普段はアホだが、ブゥは二年連続相撲インターハイ優勝の化け物である。
「殺ったか?」
「いや殺してたら一大事でござるよ! どのみちこれはまずいでござるね……」
とりあえず警備員をブゥが担いでトイレに置いてきた。
ここまで来たらということで、校長室までやってきた。
「すぐ鍵を開けるでござる! ちょっとまつでご……あれ? 鍵が空いているでござる」
何故か鍵が開いていた。部屋は真っ暗だったので、閉め忘れだろうと考える。不審な思いながら三人とも部屋に入ると内側から鍵を閉めた。
しばらく室内を物色していると、隣の部屋へつながるドアを見つけた。校長室の隣に部屋なんかあったかなと思いながらドアを開けると……その床には、怪しい光を放つ魔法陣のようなものが描かれていた。
おいちょっとこっちきてみろよ! そう言おうと思い振り返ろうとした瞬間……
ゴンッ!
世界が暗転した。
「............上手くいったぶぅ.....」
◇◇◇◇
……どのぐらい時間が経っただろうか。気がつくと野原の上に倒れていた。夜空には星が輝いている。
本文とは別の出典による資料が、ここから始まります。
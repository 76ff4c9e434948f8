/*!
Binding a destination record to a set of [`ArgumentSpec`]s.

A type becomes bindable by implementing [`Args`], usually through
`#[derive(Args)]`. The implementation hands each of its fields, in declaration
order, to a [`Binder`], which parses the field's tag, inspects its type, and
checks the field against everything bound before it. The first problem found
fails the whole bind.
*/

use std::collections::HashMap;

use crate::{
    config::Config,
    errors::BindError,
    parser::Parser,
    spec::{ArgumentSpec, Builtin, Kind, Repetition, Requirement},
    tag::{EnvSource, Tag, is_valid_long},
    value::{Rendered, Value, ValueKind},
};

/**
A record whose fields can be populated from command-line arguments.

Implementations call [`Binder::field`] or [`Binder::bind_field`] once for each
field that should be bound, in the order the fields should appear in usage
text. This is usually derived:

```
#[derive(argbind::Args, Default)]
struct Arguments {
    #[arg("positional,help:file to read")]
    input: String,

    #[arg("-v,help:say more")]
    verbose: bool,
}

let mut arguments = Arguments::default();
let config = argbind::Config::new().with_program("example");
let mut parser = argbind::Parser::new(config, &mut arguments).unwrap();
parser.parse(["-v", "in.txt"]).unwrap();
drop(parser);

assert_eq!(arguments.input, "in.txt");
assert!(arguments.verbose);
```
*/
pub trait Args {
    fn bind<'a>(&'a mut self, binder: &mut Binder<'a>) -> Result<(), BindError>;
}

/// Everything the derive knows about a field: its name, its tag, and its
/// doc comment, one entry per line.
#[derive(Debug, Clone, Copy)]
pub struct FieldInfo {
    pub name: &'static str,
    pub tag: &'static str,
    pub docs: &'static [&'static str],
}

/// Collects [`ArgumentSpec`]s for the fields of an [`Args`] type.
pub struct Binder<'a> {
    specs: Vec<ArgumentSpec>,
    slots: Vec<&'a mut dyn Value>,
    names: HashMap<String, usize>,
    aliases: HashMap<char, usize>,
    variadic: Option<usize>,
}

impl<'a> Binder<'a> {
    pub(crate) fn new() -> Self {
        Self {
            specs: Vec::new(),
            slots: Vec::new(),
            names: HashMap::new(),
            aliases: HashMap::new(),
            variadic: None,
        }
    }

    /// Bind a single field, given its name and its tag string.
    pub fn field(
        &mut self,
        name: &str,
        tag: &str,
        value: &'a mut dyn Value,
    ) -> Result<(), BindError> {
        self.bind(name, tag, &[], value)
    }

    /// Bind a single field, given everything the derive knows about it. If
    /// the tag has no `help:` directive, the doc comment is used instead.
    pub fn bind_field(&mut self, info: FieldInfo, value: &'a mut dyn Value) -> Result<(), BindError> {
        self.bind(info.name, info.tag, info.docs, value)
    }

    fn bind(
        &mut self,
        field: &str,
        tag: &str,
        docs: &[&str],
        value: &'a mut dyn Value,
    ) -> Result<(), BindError> {
        let tag = Tag::parse(tag).map_err(|err| BindError::MalformedTag {
            field: field.to_owned(),
            fragment: err.fragment,
            kind: err.kind,
        })?;

        if tag.ignore {
            log::debug!("ignoring field {field}");
            return Ok(());
        }

        let kind = value.kind();

        if let ValueKind::Unsupported(type_name) = kind {
            return Err(BindError::UnsupportedFieldType {
                field: field.to_owned(),
                type_name,
            });
        }

        let name = tag.long.unwrap_or_else(|| field.to_lowercase());

        if !is_valid_long(&name) {
            return Err(BindError::InvalidName {
                field: field.to_owned(),
                name,
            });
        }

        let placeholder = name.to_uppercase();

        let default = match value.is_zero() {
            true => None,
            false => Some(Rendered(&*value).to_string()),
        };

        let spec_kind = match tag.positional {
            true => Kind::Positional,
            false => Kind::Option,
        };

        let repetition = match kind {
            ValueKind::Sequence(_) => Repetition::Multiple,
            _ => Repetition::Single,
        };

        // Only single-valued positionals with nothing preset are implicitly
        // required.
        let requirement = match (tag.required, spec_kind, repetition, &default) {
            (true, ..) | (false, Kind::Positional, Repetition::Single, None) => {
                Requirement::Mandatory
            }
            _ => Requirement::Optional,
        };

        let env = tag.env.map(|env| match env {
            EnvSource::Derived => placeholder.replace('-', "_"),
            EnvSource::Named(name) => name,
        });

        let help = match tag.help {
            Some(help) => help,
            None => docs
                .iter()
                .map(|line| line.trim())
                .filter(|line| !line.is_empty())
                .collect::<Vec<_>>()
                .join(" "),
        };

        let spec = ArgumentSpec {
            field: field.to_owned(),
            kind: spec_kind,
            name,
            placeholder,
            aliases: tag.aliases,
            value: kind,
            requirement,
            env,
            default,
            help,
            builtin: None,
        };

        if spec.is_positional() {
            if let Some(variadic) = self.variadic {
                return Err(BindError::InvalidVariadicPlacement {
                    field: spec.field,
                    variadic: self.specs[variadic].field.clone(),
                });
            }

            if spec.is_variadic() {
                self.variadic = Some(self.specs.len());
            }
        }

        log::debug!(
            "binding field {field} as {} ({}, {:?})",
            spec.display_name(),
            spec.value,
            spec.requirement,
        );

        self.register(spec)?;
        self.slots.push(value);

        Ok(())
    }

    /// Index a spec's name and aliases, then add it to the list.
    fn register(&mut self, spec: ArgumentSpec) -> Result<(), BindError> {
        let index = self.specs.len();

        let duplicate = |name: String, other: usize| BindError::DuplicateName {
            field: spec.field.clone(),
            name,
            other: self.specs[other].field.clone(),
        };

        if let Some(&other) = self.names.get(&spec.name) {
            return Err(duplicate(spec.name.clone(), other));
        }

        if let Some((alias, &other)) = spec
            .aliases
            .iter()
            .find_map(|alias| self.aliases.get(alias).map(|other| (alias, other)))
        {
            return Err(duplicate(format!("-{alias}"), other));
        }

        self.names.insert(spec.name.clone(), index);
        self.aliases
            .extend(spec.aliases.iter().map(|&alias| (alias, index)));
        self.specs.push(spec);

        Ok(())
    }

    /// Add `--help` and, if there's a version, `--version`, then produce
    /// the finished parser.
    pub(crate) fn finish(mut self, config: &Config) -> Result<Parser<'a>, BindError> {
        let version = config.resolve_version();

        self.register(ArgumentSpec::builtin(Builtin::Help))?;

        if version.is_some() {
            self.register(ArgumentSpec::builtin(Builtin::Version))?;
        }

        Ok(Parser::from_parts(
            self.specs,
            self.slots,
            self.names,
            self.aliases,
            config.resolve_program(),
            version,
        ))
    }
}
どうやら本当に校長室から異世界転移してしまったようだ。
何故そう思ったかって? だって夜空には満点の星空と三つの三日月が……まるで笑った人の顔のようにこちらを眺めていたのだから。
○持ち物
新田 ・・・携帯、財布。
ゴザル・・・携帯、懐中電灯、ピッキング一式
バック、ラノベ…… 。
ブゥ・・・バック、爆弾おにぎり10個、分厚い本。